*** Block opens ***

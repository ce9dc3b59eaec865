#![forbid(unsafe_code)]
#![doc = "Host boundary traits for terrasite: time, persistence, and presentation."]
#![doc = ""]
#![doc = "This crate defines the boundary between the page runtime and whatever hosts it"]
#![doc = "(a browser through `terrasite-wasm`, or the headless `terrasite-web` host in tests)."]

use core::fmt;
use core::time::Duration;

use chrono::{DateTime, Utc};
use terrasite_widgets::ui_state::UiPatch;

/// Clock abstraction.
///
/// The runtime never calls `Instant::now()` or `Utc::now()` directly; all time
/// flows through this trait so hosts can drive it deterministically.
pub trait HostClock {
    /// Elapsed time since an unspecified epoch, monotonically increasing.
    fn now_mono(&self) -> Duration;

    /// Current wall-clock time, for record timestamps.
    fn now_utc(&self) -> DateTime<Utc>;
}

/// Errors from a [`KeyValueStore`].
#[derive(Debug, Clone, PartialEq, Eq)]
pub enum StoreError {
    /// The storage medium is missing or refused access.
    Unavailable(String),
    /// The write would exceed the medium's quota.
    QuotaExceeded {
        /// Key being written.
        key: String,
    },
    /// A stored value could not be decoded.
    Corrupt {
        /// Key holding the bad value.
        key: String,
        /// Decoder message.
        detail: String,
    },
}

impl fmt::Display for StoreError {
    fn fmt(&self, f: &mut fmt::Formatter<'_>) -> fmt::Result {
        match self {
            Self::Unavailable(msg) => write!(f, "storage unavailable: {msg}"),
            Self::QuotaExceeded { key } => write!(f, "storage quota exceeded writing {key:?}"),
            Self::Corrupt { key, detail } => write!(f, "stored value for {key:?} is corrupt: {detail}"),
        }
    }
}

impl std::error::Error for StoreError {}

/// Result type for store operations.
pub type StoreResult<T> = Result<T, StoreError>;

/// String-keyed, string-valued persistent store (`localStorage` semantics).
pub trait KeyValueStore {
    /// Read a value. `Ok(None)` when the key is absent.
    fn get(&self, key: &str) -> StoreResult<Option<String>>;

    /// Write a value, replacing any previous one.
    fn set(&mut self, key: &str, value: &str) -> StoreResult<()>;
}

impl<S: KeyValueStore + ?Sized> KeyValueStore for &mut S {
    fn get(&self, key: &str) -> StoreResult<Option<String>> {
        (**self).get(key)
    }

    fn set(&mut self, key: &str, value: &str) -> StoreResult<()> {
        (**self).set(key, value)
    }
}

/// Presentation abstraction: applies UI patches to the real page.
pub trait UiPresenter {
    /// Platform-specific error type.
    type Error: fmt::Debug + fmt::Display;

    /// Apply one patch.
    fn present(&mut self, patch: &UiPatch) -> Result<(), Self::Error>;
}

/// Unified host combining clock, store, and presenter.
///
/// `PageController` is generic over this trait. Concrete implementations:
/// - `terrasite-web`: headless, host-driven, deterministic.
/// - `terrasite-wasm`: browser `localStorage` and JS patch consumer.
pub trait Host {
    /// Platform-specific presenter error type.
    type Error: fmt::Debug + fmt::Display;

    /// Clock implementation.
    type Clock: HostClock;

    /// Store implementation.
    type Store: KeyValueStore;

    /// Presenter implementation.
    type Presenter: UiPresenter<Error = Self::Error>;

    /// Access the clock.
    fn clock(&self) -> &Self::Clock;

    /// Access the store.
    fn store(&mut self) -> &mut Self::Store;

    /// Access the presenter.
    fn presenter(&mut self) -> &mut Self::Presenter;
}

#[cfg(test)]
mod tests {
    use super::*;
    use std::collections::HashMap;

    // Mock implementations for trait testing

    struct TestClock {
        elapsed: Duration,
    }

    impl HostClock for TestClock {
        fn now_mono(&self) -> Duration {
            self.elapsed
        }

        fn now_utc(&self) -> DateTime<Utc> {
            let millis = i64::try_from(self.elapsed.as_millis()).unwrap_or(i64::MAX);
            DateTime::from_timestamp_millis(millis).unwrap_or_default()
        }
    }

    #[derive(Default)]
    struct TestStore {
        values: HashMap<String, String>,
        read_only: bool,
    }

    impl KeyValueStore for TestStore {
        fn get(&self, key: &str) -> StoreResult<Option<String>> {
            Ok(self.values.get(key).cloned())
        }

        fn set(&mut self, key: &str, value: &str) -> StoreResult<()> {
            if self.read_only {
                return Err(StoreError::QuotaExceeded {
                    key: key.to_owned(),
                });
            }
            self.values.insert(key.to_owned(), value.to_owned());
            Ok(())
        }
    }

    #[derive(Debug)]
    struct TestError(String);

    impl fmt::Display for TestError {
        fn fmt(&self, f: &mut fmt::Formatter<'_>) -> fmt::Result {
            write!(f, "TestError: {}", self.0)
        }
    }

    #[derive(Default)]
    struct TestPresenter {
        patches: Vec<UiPatch>,
    }

    impl UiPresenter for TestPresenter {
        type Error = TestError;

        fn present(&mut self, patch: &UiPatch) -> Result<(), Self::Error> {
            self.patches.push(patch.clone());
            Ok(())
        }
    }

    struct TestHost {
        clock: TestClock,
        store: TestStore,
        presenter: TestPresenter,
    }

    impl Host for TestHost {
        type Error = TestError;
        type Clock = TestClock;
        type Store = TestStore;
        type Presenter = TestPresenter;

        fn clock(&self) -> &Self::Clock {
            &self.clock
        }

        fn store(&mut self) -> &mut Self::Store {
            &mut self.store
        }

        fn presenter(&mut self) -> &mut Self::Presenter {
            &mut self.presenter
        }
    }

    fn make_test_host() -> TestHost {
        TestHost {
            clock: TestClock {
                elapsed: Duration::from_millis(1500),
            },
            store: TestStore::default(),
            presenter: TestPresenter::default(),
        }
    }

    #[test]
    fn clock_returns_elapsed() {
        let host = make_test_host();
        assert_eq!(host.clock().now_mono(), Duration::from_millis(1500));
        assert_eq!(host.clock().now_utc().timestamp_millis(), 1500);
    }

    #[test]
    fn store_round_trips_through_host() {
        let mut host = make_test_host();
        assert_eq!(host.store().get("k"), Ok(None));
        host.store().set("k", "v").unwrap();
        assert_eq!(host.store().get("k"), Ok(Some("v".to_owned())));
    }

    #[test]
    fn store_errors_surface() {
        let mut store = TestStore {
            read_only: true,
            ..TestStore::default()
        };
        let err = store.set("affiliate_clicks", "[]").unwrap_err();
        assert_eq!(err.to_string(), "storage quota exceeded writing \"affiliate_clicks\"");
    }

    fn write_through<S: KeyValueStore>(mut store: S) -> StoreResult<()> {
        store.set("a", "1")
    }

    #[test]
    fn mut_ref_store_delegates() {
        let mut store = TestStore::default();
        write_through(&mut store).unwrap();
        assert_eq!(store.get("a"), Ok(Some("1".to_owned())));
    }

    #[test]
    fn presenter_records_patches() {
        let mut host = make_test_host();
        host.presenter().present(&UiPatch::default()).unwrap();
        assert_eq!(host.presenter().patches.len(), 1);
    }

    #[test]
    fn corrupt_error_display() {
        let err = StoreError::Corrupt {
            key: "newsletter_subscribers".into(),
            detail: "expected value at line 1 column 1".into(),
        };
        assert!(err.to_string().contains("newsletter_subscribers"));
    }
}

*** Block closes ***

Look for the word "Platform". Copy out every line of the data that has it.

RESULT OF THE EXERCISE »
    /// Platform-specific error type.
    /// Platform-specific presenter error type.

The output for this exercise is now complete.